Now on the injured reserve for the second straight year, he watched as other cowboys passed him in the standings. Stress never entered the equation. He found the positives in what many would consider a negative situation. He and his wife, Sami, had welcomed baby Stratten into their family in April, and time at home meant time spent with his bride and their sons.
“Every time I left in the heart of the summer, Sami was left home with a 4-year-old and a newborn that didn’t want to sleep,” O’Connell said. “It was nice to be able to come home and give her some relief.
“Stratten might be the most chill child. The only time he fusses is when he’s hungry. We’re sleep-training now, but he didn’t sleep through the night for a while. Hazen loves him. Hazen took on the big-brother role as perfect as you could ask of a big brother.”
After weeks of rehabilitation and therapy, O’Connell got on his first horse in 11 weeks during an early November practice session. By the time he arrives in Las Vegas for opening night, he will have tried his repaired thumb at four horses and will have confidence in the digit’s reconstruction.
“I’m back on my spur board, I’m back in the gym again and I’m back on the bucking machine,” he said “Everything’s going ahead as planned … actually a little ahead of what I’d planned. I consult a lot with Shawn Scott (with the Justin Sportsmedicine team), and we’re very pleased. I got on that practice horse to see if my hand would hold together. Everything we wanted to do was a huge success.”
Through all the challenges he’s faced this year, O’Connell has found the blessings. Having surgery so quickly helped his rehab time, and getting to enjoy so much time with his family was good for his heart and soul.
But being away from the game he loves has served as another form of motivation for the three-time champ.
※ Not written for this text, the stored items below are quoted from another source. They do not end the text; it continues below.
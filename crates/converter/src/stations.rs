//! Prediction values at ground-station locations.
//!
//! Stations come as a GeoJSON FeatureCollection of Points. Those inside a
//! WGS84 box around the raster are kept, band 1 is sampled under each one,
//! and the features are written back with a `predicted_value` property
//! (`null` off the raster or on no-data).

use std::path::Path;

use geotiff_parser::load_raster;
use map_common::{
    BoundingBox, Degradation, GeographicPoint, MapError, MapResult, Outcome, RasterGrid,
};
use projection::{transform_bounds_rect, Reprojector};
use serde_json::Value;
use tracing::{debug, info, warn};

use crate::config::ConverterConfig;

/// Counts from one sampling run.
#[derive(Debug, Clone, Copy, Default, PartialEq, Eq)]
pub struct StationReport {
    pub total: usize,
    pub in_bounds: usize,
    pub with_prediction: usize,
}

impl StationReport {
    /// Stations kept but without a value.
    pub fn missing(&self) -> usize {
        self.in_bounds - self.with_prediction
    }
}

/// Band 1 value under a WGS84 point; None off the raster or at no-data.
pub fn sample_at(grid: &RasterGrid, point: GeographicPoint) -> Option<f32> {
    let (x, y) = Reprojector::for_crs(&grid.crs).to_native(point);
    let (col, row) = grid.transform.pixel_of(x, y)?;
    let (col, row) = (col.floor(), row.floor());
    if col < 0.0 || row < 0.0 || col >= grid.width() as f64 || row >= grid.height() as f64 {
        return None;
    }
    let value = grid.value(0, col as usize, row as usize)?;
    (!grid.is_nodata(value)).then_some(value)
}

/// WGS84 box around the raster.
///
/// UTM rasters use their lower-left and upper-right corners only, so the
/// box follows the UTM rectangle rather than its rotated footprint.
pub fn raster_extent_wgs84(grid: &RasterGrid) -> BoundingBox {
    let corners = grid.transform.corners(grid.width(), grid.height());
    let native = BoundingBox::enclosing(corners.iter().copied())
        .unwrap_or(BoundingBox::new(0.0, 0.0, 0.0, 0.0));

    match grid.crs.utm_zone() {
        Some(zone) => transform_bounds_rect(
            native.min_x,
            native.min_y,
            native.max_x,
            native.max_y,
            zone.number,
            zone.northern,
        ),
        None => native,
    }
}

/// Point coordinates of a station feature.
pub fn station_position(feature: &Value) -> Option<GeographicPoint> {
    let geometry = feature.get("geometry")?;
    if geometry.get("type").and_then(Value::as_str) != Some("Point") {
        return None;
    }
    let coords = geometry.get("coordinates")?.as_array()?;
    let lon = coords.first()?.as_f64()?;
    let lat = coords.get(1)?.as_f64()?;
    Some(GeographicPoint::new(lon, lat))
}

/// Features whose point lies in `bbox`, edges included.
pub fn filter_stations<'a>(features: &'a [Value], bbox: &BoundingBox) -> Vec<&'a Value> {
    features
        .iter()
        .filter(|f| station_position(f).is_some_and(|p| bbox.contains_point(p.lon, p.lat)))
        .collect()
}

/// Box used to select stations: configured region bounds when present,
/// else the raster extent, grown by the configured buffer.
pub fn station_filter_bbox(
    grid: &RasterGrid,
    config: &ConverterConfig,
    region: Option<&str>,
) -> BoundingBox {
    let base = region
        .and_then(|r| config.region_bounds_for(r))
        .unwrap_or_else(|| raster_extent_wgs84(grid));
    base.expanded(config.station_buffer_deg)
}

/// Sample `grid` under every station in `bbox`.
///
/// Returns a FeatureCollection of the kept stations, each with
/// `predicted_value` added to its properties.
pub fn annotate_stations(
    grid: &RasterGrid,
    stations: &Value,
    bbox: &BoundingBox,
) -> MapResult<(Value, StationReport)> {
    let features = stations
        .get("features")
        .and_then(Value::as_array)
        .ok_or_else(|| MapError::Json("station file has no features array".to_string()))?;

    let kept = filter_stations(features, bbox);
    let mut report = StationReport {
        total: features.len(),
        in_bounds: kept.len(),
        with_prediction: 0,
    };

    let mut annotated = Vec::with_capacity(kept.len());
    for feature in kept {
        let value = station_position(feature).and_then(|p| sample_at(grid, p));
        if value.is_some() {
            report.with_prediction += 1;
        }

        let mut feature = feature.clone();
        if !feature.get("properties").is_some_and(Value::is_object) {
            feature["properties"] = Value::Object(Default::default());
        }
        feature["properties"]["predicted_value"] = match value {
            Some(v) => serde_json::Number::from_f64(f64::from(v))
                .map(Value::Number)
                .unwrap_or(Value::Null),
            None => Value::Null,
        };
        annotated.push(feature);
    }

    let collection = serde_json::json!({
        "type": "FeatureCollection",
        "features": annotated
    });
    Ok((collection, report))
}

/// Sample a prediction raster at the stations in `stations_path` and write
/// the annotated stations to `output_path`.
pub fn sample_stations(
    raster_path: &Path,
    stations_path: &Path,
    output_path: &Path,
    config: &ConverterConfig,
    region: Option<&str>,
) -> MapResult<Outcome<StationReport>> {
    let grid = load_raster(raster_path)?;
    let mut outcome = Outcome::exact(());
    if !grid.crs.is_resolved() {
        let reason = Degradation::ReprojectionUnavailable {
            crs_label: grid.crs.to_string(),
        };
        warn!(raster = %raster_path.display(), "{}", reason);
        outcome.push(reason);
    }

    let text = std::fs::read_to_string(stations_path)
        .map_err(|e| MapError::input_read(stations_path, e.to_string()))?;
    let stations: Value = serde_json::from_str(&text)
        .map_err(|e| MapError::input_read(stations_path, e.to_string()))?;

    let bbox = station_filter_bbox(&grid, config, region);
    debug!(
        min_lon = bbox.min_x,
        min_lat = bbox.min_y,
        max_lon = bbox.max_x,
        max_lat = bbox.max_y,
        "Station filter box"
    );
    let (collection, report) = annotate_stations(&grid, &stations, &bbox)?;

    if let Some(parent) = output_path.parent().filter(|p| !p.as_os_str().is_empty()) {
        std::fs::create_dir_all(parent).map_err(|e| MapError::output(parent, e.to_string()))?;
    }
    let out = serde_json::to_string_pretty(&collection)?;
    std::fs::write(output_path, out).map_err(|e| MapError::output(output_path, e.to_string()))?;

    info!(
        raster = %raster_path.display(),
        output = %output_path.display(),
        total = report.total,
        in_bounds = report.in_bounds,
        sampled = report.with_prediction,
        missing = report.missing(),
        "Sampled stations"
    );
    Ok(outcome.map(|()| report))
}
//! GeoTIFF to web-map overlay conversion.
//!
//! Turns a georeferenced raster into a PNG plus a WGS84 bounds GeoJSON that
//! a web map can drape as an image overlay. Monthly prediction rasters are
//! colored through a colormap; multi-band scenes become stretched truecolor
//! composites. Rasters can be clipped to a named region boundary, and
//! prediction rasters can be sampled at ground stations.

pub mod boundary;
pub mod bounds;
pub mod clip;
pub mod config;
pub mod output;
pub mod pipeline;
pub mod stations;

pub use boundary::{load_boundary, BoundaryPolygon, BoundaryRef, Polygon};
pub use bounds::{BoundsProperties, BoundsRecord};
pub use clip::{clip_to_boundary, RasterView};
pub use config::{ConverterConfig, TruecolorConfig};
pub use output::{parse_monthly_name, MonthlyProduct, OutputPaths};
pub use pipeline::{
    select_truecolor_bands, BatchSummary, ConversionReport, ConversionStatus, ConvertRequest,
    Converter, RenderMode, RenderedOutput,
};
pub use stations::{sample_at, sample_stations, StationReport};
He has his mind focused and is enjoying the game of rodeo. He’s ready to see what will happen during those magical 10 nights in the Nevada desert.
“The world title is anyone’s ballgame,” O’Connell said. “There’s not a single weak link in this group of 15 guys going to the finals. In my head, I see it being a 10-round war with five or six guys in it at the end.” He expects to be one of them.